A SQUID works using the concept that flux going through a superconducting circuit is quantized. So, if we try to change the magnetic field smoothly, the circuit will produce a screening current that would create a flux that cancels the difference between the applied flux and the previous/next quantum of the flux depending on how close we are to each. The measurement of the screening current tells us how far we are from a quantum of flux, and from that we may sense the changes in a magnetic field applied to the circuit.

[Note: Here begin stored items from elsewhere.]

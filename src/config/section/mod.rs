//! Configuration section definitions.

mod module;
mod output;
mod serve;
mod source;

pub use module::ModuleConfig;
pub use output::{DEFAULT_HASH_LENGTH, OutputConfig};
pub use serve::ServeConfig;
pub use source::SourceConfig;

/// Check that `name` is a bare file name (no directory components).
pub(crate) fn is_plain_file_name(name: &str) -> bool {
    !name.is_empty() && name != "." && name != ".." && !name.contains(['/', '\\', '\0'])
}
//! Embedded module source with typed placeholder substitution.

use std::marker::PhantomData;

/// Values substituted into a [`Template`].
pub trait TemplateVars {
    fn apply(&self, content: &str) -> String;
}

/// Static module source that only renders with its own variable set `V`.
#[derive(Debug, Clone, Copy)]
pub struct Template<V> {
    content: &'static str,
    _marker: PhantomData<V>,
}

impl<V> Template<V> {
    pub const fn new(content: &'static str) -> Self {
        Self {
            content,
            _marker: PhantomData,
        }
    }
}

impl<V: TemplateVars> Template<V> {
    pub fn render(&self, vars: &V) -> String {
        vars.apply(self.content)
    }
}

In this I described how a SQUID works and I didn't need any concept that requires the Josephson junction. What's the use of a Josephson junction in a SQUID and what would happen if we build a SQUID without a Josephson junction?

## Best Answer

You confound screening current and quantisation of flux. They are not the same. Screening currents come from the perfect diamagnetism of the superconductors, whereas the quantisation fo flux come from resistless currents. They are both due to the uniqueness of the macroscopic wave function, understood as a charged macroscopic particle, especially the phase: in short,

ifyou can write the wave-function of the superconductors as $\Psi=\Psi_{0}e^{\mathbf{i}\phi\left(x\right)}$ with a non vanishing $\Psi_{0}$, andifthe free energy of the system reads$$F\propto\left|\left(\nabla-\mathbf{i}\dfrac{A}{\Phi_{0}}\right)\Psi\right|$$

($\Phi_{0}=\hbar/2e$ the (superconducting) quantum of flux, $e$ the electronic charge, $A$ the vector potential and $\mathbf{i}^{2}=-1$)

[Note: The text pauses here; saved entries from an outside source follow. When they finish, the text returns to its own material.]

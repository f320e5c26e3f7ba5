//! Runtime asset fingerprinting and emission.
//!
//! - `tracked`: the fixed loader/binary pair
//! - `fingerprint`: digest → output name (pure)
//! - `registry`: build-scoped memoized fingerprint map
//! - `copy`: best-effort copy into the output directory (side effects)

mod copy;
mod fingerprint;
mod registry;
mod tracked;

// Types
pub use tracked::{AssetRole, TrackedAsset};

// Fingerprinting (pure functions)
pub use fingerprint::{FingerprintMap, compute_fingerprints, fingerprint_asset, fingerprinted_name};

// Registry (build-scoped state)
pub use registry::HashRegistry;

// Copying (side effects)
pub use copy::{AssetError, CopyFailure, CopyReport, finalize_copy};
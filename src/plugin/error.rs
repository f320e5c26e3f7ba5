//! Plugin lifecycle errors.

use thiserror::Error;

use crate::core::BuildMode;

/// Host ordering errors surfaced by the plugin.
#[derive(Debug, Error)]
pub enum PluginError {
    #[error("build mode is not known yet (config_resolved was not called)")]
    ModeUnset,

    #[error("build mode already recorded as `{recorded}`, refusing to switch to `{requested}`")]
    ModeConflict {
        recorded: BuildMode,
        requested: BuildMode,
    },
}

thenyou have both quantisation of flux and screening current. I believe that's the reason why you confound both.Now, imagine a piece of superconductor (say, it's a rectangle) with a hole (say, it's a circle) inside. You have screening currents along the rectangle and the circle for sure. Let's go to the quantisation of flux. It states that the flux inside the circle is quantised. And so what? What does it has to do with the screening current you have along the rectangle, along the circle? More importantly: which one (circle or rectangle) could you hope to measure with an amp-meter?

So let us turn to the JJ: you there have the fantastic relation $$I=I_{c}\sin\phi,$$ which tells you that if you put an insulating barrier between two superconductors, you can transcribe the phase-difference $\phi$ between the two-superconductors to a current flowing through the junction. So we go back to our previous system, and we shrink the rectangle down to touching the circle at two points, and connect the rectangle to any amp-meter. Then we have a superconductor, a hole inside, two JJ along a diameter of the circle, whereas an amp-meter is contacter perpendicularly to this diameter (it's called a dc-SQUID if you want to look for pictures on the web). Since the phase-difference records the flux inside the circle, so will do the current passing through the system. A dc-SQUID has actually 2-JJ such that the measured current is $\propto \cos \pi\Phi/\Phi_{0}$, the flux inside the loop being $\Phi$.

I hope the above arguments convinced you that JJ are indeed important to record the flux: the Josephson physics around a closed loop transduce the flux to current

around the loop, what the screening currents do not.